This is copy of an email I just sent to a friend. It's as flippant as you might expect, but I wanted to post it, just so that anyone reading this blog with ME gets the idea that recovery is posible! Too often, the "myth" of non-recovery from ME is taken at face value, and I feel it's important to share good tidings when they come, to help shatter this.
I did yoga last night! In a normal class and everything! It may have been slightly too much, but that's because I'm an inactive, essay avoiding slob atm, but it may also have been just enough, and I'm the tiniest bit whateverish cause I slept in this am.
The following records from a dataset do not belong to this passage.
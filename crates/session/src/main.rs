// SPDX-License-Identifier: BUSL-1.1
// Copyright (c) 2026 Alfred Jean LLC

use clap::Parser;
use tracing::error;

use tempo_session::config::DaemonConfig;

#[tokio::main]
async fn main() {
    let config = DaemonConfig::parse();

    if let Err(e) = config.validate() {
        eprintln!("error: {e}");
        std::process::exit(2);
    }

    // reqwest is built without a default provider.
    let _ = rustls::crypto::ring::default_provider().install_default();

    init_tracing(&config);

    match tempo_session::run(config).await {
        Ok(exit) => std::process::exit(exit.code()),
        Err(e) => {
            error!("fatal: {e:#}");
            std::process::exit(1);
        }
    }
}

fn init_tracing(config: &DaemonConfig) {
    use tracing_subscriber::fmt;
    use tracing_subscriber::EnvFilter;

    let filter = EnvFilter::try_new(&config.log_level).unwrap_or_else(|_| EnvFilter::new("info"));

    match config.log_format.as_str() {
        "json" => {
            fmt::fmt().with_env_filter(filter).json().init();
        }
        _ => {
            fmt::fmt().with_env_filter(filter).init();
        }
    }
}
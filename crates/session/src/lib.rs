// SPDX-License-Identifier: BUSL-1.1
// Copyright (c) 2026 Alfred Jean LLC

//! tempo-session: keeps a dashboard session's bearer token fresh.

pub mod clock;
pub mod config;
pub mod controller;
pub mod cookie;
pub mod error;
pub mod refresh;
pub mod retry;
pub mod schedule;
pub mod store;
pub mod test_support;
pub mod token;

use std::sync::Arc;

use tokio_util::sync::CancellationToken;
use tracing::{info, warn};

use crate::clock::SystemClock;
use crate::config::DaemonConfig;
use crate::controller::{LogoutReason, SessionController};
use crate::cookie::jar::FileJar;
use crate::cookie::{CookieOptions, CookieStore};
use crate::refresh::HttpRefreshClient;
use crate::schedule::SchedulerState;
use crate::store::TokenStore;

/// Why [`run_until`] returned.
#[derive(Debug, Clone, Copy, PartialEq, Eq)]
pub enum RunExit {
    /// Shutdown was requested.
    Shutdown,
    /// The refresh token was rejected; stored credentials were cleared.
    LoggedOut,
    /// Scheduling stopped because no refresh token is stored.
    Halted,
}

impl RunExit {
    pub fn code(self) -> i32 {
        match self {
            Self::Shutdown => 0,
            Self::LoggedOut => 3,
            Self::Halted => 4,
        }
    }
}

/// Run the daemon until SIGTERM/SIGINT or the session ends.
pub async fn run(config: DaemonConfig) -> anyhow::Result<RunExit> {
    let shutdown = CancellationToken::new();

    {
        let sd = shutdown.clone();
        tokio::spawn(async move {
            let mut sigterm =
                tokio::signal::unix::signal(tokio::signal::unix::SignalKind::terminate()).ok();
            let mut sigint =
                tokio::signal::unix::signal(tokio::signal::unix::SignalKind::interrupt()).ok();

            tokio::select! {
                _ = async {
                    if let Some(ref mut s) = sigterm { s.recv().await } else { std::future::pending().await }
                } => {
                    info!("received SIGTERM");
                    sd.cancel();
                }
                _ = async {
                    if let Some(ref mut s) = sigint { s.recv().await } else { std::future::pending().await }
                } => {
                    info!("received SIGINT");
                    sd.cancel();
                }
            }
        });
    }

    run_until(config, shutdown).await
}

/// Run the daemon until `shutdown` fires or the session ends.
pub async fn run_until(
    config: DaemonConfig,
    shutdown: CancellationToken,
) -> anyhow::Result<RunExit> {
    let session = &config.session;
    let jar = Arc::new(FileJar::open(&config.jar)?);
    let cookies = CookieStore::new(
        jar,
        CookieOptions { domain: session.cookie_domain.clone(), ..CookieOptions::default() },
        session.mirror_domains.clone(),
    );
    let store = TokenStore::new(cookies, session);
    let client = HttpRefreshClient::new(config.refresh_url.clone(), config.http_timeout())?;

    let logout = CancellationToken::new();
    let on_unauthorized = {
        let logout = logout.clone();
        move |reason: LogoutReason, details: &str| {
            warn!(%reason, details, "session ended by refresh endpoint");
            logout.cancel();
        }
    };

    let controller = SessionController::new(
        session,
        store,
        Arc::new(client),
        Arc::new(on_unauthorized),
        Arc::new(SystemClock),
    );
    let mut state_rx = controller.watch_state();

    info!(
        jar = %config.jar.display(),
        refresh_url = %config.refresh_url,
        mirrors = session.mirror_domains.len(),
        "tempo-session starting"
    );
    controller.start();

    let exit = tokio::select! {
        biased;
        _ = logout.cancelled() => RunExit::LoggedOut,
        _ = shutdown.cancelled() => RunExit::Shutdown,
        result = state_rx.wait_for(|s| *s == SchedulerState::Stopped) => {
            // The logout hook fires before the state change.
            if result.is_ok() && logout.is_cancelled() {
                RunExit::LoggedOut
            } else {
                RunExit::Halted
            }
        }
    };

    controller.stop();
    if exit == RunExit::LoggedOut {
        match controller.store().clear() {
            Ok(()) => info!("stored credentials cleared"),
            Err(e) => warn!(err = %e, "failed to clear stored credentials"),
        }
    }
    info!(?exit, "tempo-session exiting");
    Ok(exit)
}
Was so very very very cool! The teacher was really good at telling me what not to do, and because I [actually] listened (full orchestral fanfare) I lasted the whle 1 hour and 15 mins. Then we had a lovely relaxation which was a bit yoga nidra and a bit something else. Oooooooooooooo I did it! I feel so proud - 3 years ago, reading crappy women's mags was the hight of my intellectual advances, and sometimes the bath room was too far away, and the stairs were a nightmare. Now I'm doing a full yoga class and reading up for my theoretical essays and getting a grip on the fear behind all of it, albeit very slowly lol. But it's just so cool! ........... So many explaination marks!!!!!!!!!!!
In slightly more serious mode, deep and grateful bows to all those ME recovering angels (doesn't feel right to call of you Boddhissatva's which I'm more used to, because you're not not all Buddhists and I want to choose a less loaded but still appreciative term) I've met along the way. May you appear for all people with ME and may they have the courage to listen to you (takes me long enough lol).